Já escrevi (aqui) sobre aquelas que foram as maiores injustiças da história da Fórmula 1: entre pneus estourados e títulos perdidos, elenquei duas corridas na Hungria como os maiores azares de pilotos em todos os tempos: Damon Hill, em 1997, e Felipe Massa, em 2008.

Nos treinos, Massa conseguiu a terceira colocação enquanto Hamilton foi pole. Tudo ia indicando que o britânico começaria a ampliar sua liderança no mundial, dadas as características da pista de Hungaroring — pista bastante travada, assemelhando-se a pistas de rua — e o breve mas bem sucedido histórico de Hamilton na pista (pole e vitória um ano antes), em contraponto aos até então desempenhos limitados de Massa (nenhum pódio e desempenhos bastante ruins nos dois anos anteriores).

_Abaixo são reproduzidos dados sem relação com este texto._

//! Persisted output of an analysis run.
//!
//! Three files are written to the output directory: `report.json`,
//! `estimates.csv` and `summary.txt`. None of them carries wall-clock data,
//! so reruns over the same input are byte-identical.

use crate::config::AnalysisConfig;
use crate::model::{Co2Comparison, ForcingEstimate, FrequencyBand, HypothesisVerdict};
use crate::pipeline::Analysis;
use crate::prelude::{PipelineError, PipelineResult};
use crate::processing::{correlate, CorrelationSummary, InventoryAssessment};
use crate::telemetry::{LogManager, RunSummary};
use serde::{Deserialize, Serialize};
use std::fmt::Write as _;
use std::fs;
use std::path::{Path, PathBuf};

pub const REPORT_JSON: &str = "report.json";
pub const ESTIMATES_CSV: &str = "estimates.csv";
pub const SUMMARY_TXT: &str = "summary.txt";

#[derive(Debug, Clone, PartialEq, Serialize, Deserialize)]
pub struct AnalysisReport {
    pub experiment: String,
    pub constants_version: String,
    pub band: FrequencyBand,
    pub confidence_level: f64,
    pub baseline_site: String,
    pub estimates: Vec<ForcingEstimate>,
    pub verdict: HypothesisVerdict,
    /// Pooled mean forcing against the CO2 reference.
    pub co2: Co2Comparison,
    #[serde(default, skip_serializing_if = "Option::is_none")]
    pub inventory: Option<InventoryAssessment>,
    #[serde(default, skip_serializing_if = "Option::is_none")]
    pub correlation: Option<CorrelationSummary>,
    pub summary: RunSummary,
}

#[derive(Debug, Serialize)]
struct EstimateRow<'a> {
    site_id: &'a str,
    category: String,
    window_start: String,
    window_end: String,
    forcing_w_m2: f64,
    unclamped_forcing_w_m2: f64,
    clamped: bool,
    gross_w_m2: f64,
    baseline_w_m2: f64,
    uncertainty_w_m2: f64,
    sample_count: usize,
    bins: usize,
    coverage_fraction: f64,
    missing_gaps: usize,
    interpolated_gaps: usize,
}

impl<'a> From<&'a ForcingEstimate> for EstimateRow<'a> {
    fn from(estimate: &'a ForcingEstimate) -> Self {
        Self {
            site_id: &estimate.site_id,
            category: estimate.category.to_string(),
            window_start: estimate.window.start.to_rfc3339(),
            window_end: estimate.window.end.to_rfc3339(),
            forcing_w_m2: estimate.forcing_w_m2,
            unclamped_forcing_w_m2: estimate.unclamped_forcing_w_m2,
            clamped: estimate.clamped,
            gross_w_m2: estimate.gross_w_m2,
            baseline_w_m2: estimate.baseline_w_m2,
            uncertainty_w_m2: estimate.uncertainty_w_m2,
            sample_count: estimate.sample_count,
            bins: estimate.bins.len(),
            coverage_fraction: estimate.coverage.fraction(),
            missing_gaps: estimate.coverage.missing.len(),
            interpolated_gaps: estimate.coverage.interpolated.len(),
        }
    }
}

impl AnalysisReport {
    pub fn new(
        experiment: impl Into<String>,
        config: &AnalysisConfig,
        analysis: Analysis,
        inventory: Option<InventoryAssessment>,
    ) -> Self {
        let correlation = correlate(&analysis.estimates, &analysis.stations, config.window_seconds);
        let co2 = Co2Comparison::new(
            analysis.verdict.pooled.mean_w_m2,
            config.constants.co2_reference_forcing_w_m2,
        );
        Self {
            experiment: experiment.into(),
            constants_version: config.constants.version.clone(),
            band: config.band,
            confidence_level: config.confidence_level,
            baseline_site: analysis.baseline_site,
            estimates: analysis.estimates,
            verdict: analysis.verdict,
            co2,
            inventory,
            correlation,
            summary: analysis.summary,
        }
    }

    pub fn to_json(&self) -> PipelineResult<String> {
        Ok(serde_json::to_string_pretty(self)?)
    }

    pub fn to_csv(&self) -> PipelineResult<Vec<u8>> {
        let mut writer = csv::Writer::from_writer(Vec::new());
        for estimate in &self.estimates {
            writer.serialize(EstimateRow::from(estimate))?;
        }
        writer
            .into_inner()
            .map_err(|e| PipelineError::io("flushing estimates table", e.into_error()))
    }

    pub fn render_summary(&self) -> String {
        let mut out = String::new();
        let verdict = &self.verdict;
        let _ = writeln!(out, "Experiment: {}", self.experiment);
        let _ = writeln!(out, "Constants: {}", self.constants_version);
        let _ = writeln!(out, "Band: {}", self.band);
        let _ = writeln!(out, "Baseline site: {}", self.baseline_site);
        let _ = writeln!(
            out,
            "Estimates: {} windows ({} clamped, {} with coverage gaps)",
            self.estimates.len(),
            self.summary.estimates_clamped,
            self.summary.estimates_with_coverage_gaps
        );
        let _ = writeln!(
            out,
            "Skipped: {} records, {} windows",
            self.summary.records_skipped(),
            self.summary.windows_omitted()
        );
        let _ = writeln!(out);
        let _ = writeln!(
            out,
            "Per-category forcing ({:.0}% interval):",
            verdict.confidence_level * 100.0
        );
        for summary in verdict.categories.iter().chain(std::iter::once(&verdict.pooled)) {
            let label = summary
                .category
                .map(|c| c.to_string())
                .unwrap_or_else(|| "pooled".into());
            let interval = summary
                .interval
                .map(|ci| format!("[{:.6e}, {:.6e}]", ci.lower, ci.upper))
                .unwrap_or_else(|| "n/a".into());
            let _ = writeln!(
                out,
                "  {:<11} n={:<4} mean={:.6e} W/m2 interval={} -> {}",
                label, summary.n, summary.mean_w_m2, interval, summary.classification
            );
        }
        if !verdict.excluded_sites.is_empty() {
            let _ = writeln!(out, "  excluded: {}", verdict.excluded_sites.join(", "));
        }
        let _ = writeln!(out);
        let _ = writeln!(
            out,
            "CO2 comparison: {:.6e} W/m2 is {:.4}% of {} W/m2",
            self.co2.forcing_w_m2,
            self.co2.ratio * 100.0,
            self.co2.reference_w_m2
        );
        if let Some(inventory) = &self.inventory {
            let _ = writeln!(
                out,
                "Inventory: {} transmitters, {:.1} W total, forcing {:.6e} W/m2 ({})",
                inventory.transmitters,
                inventory.total_power_w,
                inventory.forcing.forcing_w_m2,
                inventory.forcing.conclusion()
            );
        }
        if let Some(correlation) = &self.correlation {
            let _ = writeln!(
                out,
                "Temperature correlation: r={:.4} over {} windows, slope {:.4e} K per W/m2",
                correlation.correlation_coefficient,
                correlation.n_pairs,
                correlation.regression_slope_k_per_w_m2
            );
        }
        let _ = writeln!(out);
        let _ = writeln!(
            out,
            "Conclusion: {}; {}",
            verdict.classification,
            self.co2.conclusion()
        );
        out
    }

    /// Writes all report files into `dir`, creating it if needed.
    pub fn write(&self, dir: &Path) -> PipelineResult<Vec<PathBuf>> {
        let logger = LogManager::new("report");
        fs::create_dir_all(dir)
            .map_err(|e| PipelineError::io(format!("creating {}", dir.display()), e))?;

        let files = [
            (REPORT_JSON, self.to_json()?.into_bytes()),
            (ESTIMATES_CSV, self.to_csv()?),
            (SUMMARY_TXT, self.render_summary().into_bytes()),
        ];
        let mut written = Vec::with_capacity(files.len());
        for (name, contents) in files {
            let path = dir.join(name);
            fs::write(&path, contents)
                .map_err(|e| PipelineError::io(format!("writing {}", path.display()), e))?;
            written.push(path);
        }
        logger.record(&format!("report written to {}", dir.display()));
        Ok(written)
    }

    pub fn load(path: &Path) -> PipelineResult<Self> {
        let raw = fs::read_to_string(path)
            .map_err(|e| PipelineError::io(format!("reading {}", path.display()), e))?;
        Ok(serde_json::from_str(&raw)?)
    }
}

#[cfg(test)]
mod tests {
    use super::*;
    use crate::model::{Coverage, SiteCategory, TimeWindow};
    use crate::processing::evaluate;
    use chrono::{TimeZone, Utc};
    use tempfile::tempdir;

    fn estimate(site: &str, category: SiteCategory, hour: u32, forcing: f64) -> ForcingEstimate {
        let ts = Utc.with_ymd_and_hms(2024, 6, 1, hour, 0, 0).unwrap();
        ForcingEstimate {
            site_id: site.into(),
            category,
            window: TimeWindow::containing(ts, 3600),
            forcing_w_m2: forcing,
            unclamped_forcing_w_m2: forcing,
            clamped: false,
            gross_w_m2: forcing + 0.001,
            baseline_w_m2: 0.001,
            uncertainty_w_m2: forcing * 0.05,
            sample_count: 20,
            bins: Vec::new(),
            coverage: Coverage {
                band: FrequencyBand::ANALYSIS,
                covered_hz: FrequencyBand::ANALYSIS.width(),
                missing: Vec::new(),
                interpolated: Vec::new(),
            },
            notes: Vec::new(),
        }
    }

    fn report() -> AnalysisReport {
        let config = AnalysisConfig::default();
        let estimates: Vec<ForcingEstimate> = (0..4)
            .flat_map(|h| {
                [
                    estimate("industrial-1", SiteCategory::Industrial, h, 0.02 + 0.0001 * h as f64),
                    estimate("urban-1", SiteCategory::Urban, h, 0.0005),
                ]
            })
            .collect();
        let verdict = evaluate(&estimates, &config, Some("rural-1"));
        let analysis = Analysis {
            estimates,
            verdict,
            stations: Vec::new(),
            baseline_site: "rural-1".into(),
            summary: RunSummary::default(),
        };
        AnalysisReport::new("unit", &config, analysis, None)
    }

    #[test]
    fn co2_comparison_uses_pooled_mean() {
        let report = report();
        assert!((report.co2.forcing_w_m2 - report.verdict.pooled.mean_w_m2).abs() < 1e-15);
        assert_eq!(report.co2.reference_w_m2, 2.7);
        assert!(report.correlation.is_none());
    }

    #[test]
    fn files_round_trip_and_are_stable() {
        let report = report();
        let dir = tempdir().unwrap();
        let written = report.write(dir.path()).unwrap();
        assert_eq!(written.len(), 3);

        let first: Vec<Vec<u8>> = written.iter().map(|p| fs::read(p).unwrap()).collect();
        report.write(dir.path()).unwrap();
        let second: Vec<Vec<u8>> = written.iter().map(|p| fs::read(p).unwrap()).collect();
        assert_eq!(first, second);

        let loaded = AnalysisReport::load(&dir.path().join(REPORT_JSON)).unwrap();
        assert_eq!(loaded.estimates.len(), report.estimates.len());
        assert_eq!(loaded.verdict.classification, report.verdict.classification);
        assert_eq!(loaded.baseline_site, "rural-1");
    }

    #[test]
    fn csv_has_one_row_per_estimate() {
        let report = report();
        let csv = String::from_utf8(report.to_csv().unwrap()).unwrap();
        let lines: Vec<&str> = csv.lines().collect();
        assert_eq!(lines.len(), report.estimates.len() + 1);
        assert!(lines[0].starts_with("site_id,category,window_start"));
        assert!(lines[1].starts_with("industrial-1,industrial,2024-06-01T00:00:00+00:00"));
    }

    #[test]
    fn summary_ends_with_conclusion() {
        let text = report().render_summary();
        let last = text.lines().last().unwrap();
        assert!(last.starts_with("Conclusion: inconclusive"));
        assert!(!text.contains("excluded:"));
        assert!(text.contains("pooled"));
        assert!(text.contains("industrial"));
    }
}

Mas a largada mudou tudo: Massa emulou Piquet em 1986 e ultrapassou Hamilton por fora, retardando a freada ao máximo.

Uma vez líder, Massa jamais seria ameaçado, só perdendo a ponta brevemente quando foi aos boxes. Comandava a corrida com autoridade, e só não ficou com a volta mais rápida do dia porque seu companheiro de equipe conseguiu o melhor giro na reta final da prova.

Massa completa a volta 67, faltam apenas três giros para o fim. E aí acontece: o motor Ferrari abre o bico, como aconteceu com ambos os ferraristas na Austrália, mas agora a situação era diferente.

Menos mal para Felipe porque Hamilton, que vinha em segundo, também teve um grande azar: o pneu do britânico furou, e ele caiu para o meio do pelotão, tendo de ir aos boxes às pressas. Conseguiu chegar à sexta colocação, e depois do abandono de Massa acabou em quinto. Assim, somou 4 pontos dos 8 que teria; Massa ficou somente com o 0 dos 10. Kimi, que não tinha nada a ver com isso, subiu ao pódio num silencioso terceiro lugar, também passando Massa na classificação.

Agora, no campeonato, Lewis tinha 62, Kimi 57 e Felipe 54: da forma errada e na hora errada, a classificação parecia estar mais adequada à realidade daquele mundial.

Na próxima coluna, a reta final e a decisão do Mundial.

Abraços!

Marcel Pilatti
Marcel Pilatti
Chegou a cursar jornalismo, mas é formado em Letras. Sua primeira lembrança na F1 é o GP do Japão de 1990.

2 Comments

  1. Geraldo Flávio Chaves disse:

    Massa sempre culpa os incidentes de Cingapura, como os culpados pela perca do título mundial de 2.008. Mas ele se esquece do monte de cagadas que ele fez durante o ano! A conclusão que chego hoje é a seguinte: Massa como Barrichello foi um bom piloto. Mas não tinha o talento necessário para ser campeão mundial!

  2. Fernando marques disse:

    Marcel,

    Eu penso que o azar do massa na Hungria somado a barbeiragem da equipe fez com ele em Singapura foram cruciais para não permitir que ele fosse campeão em 2008.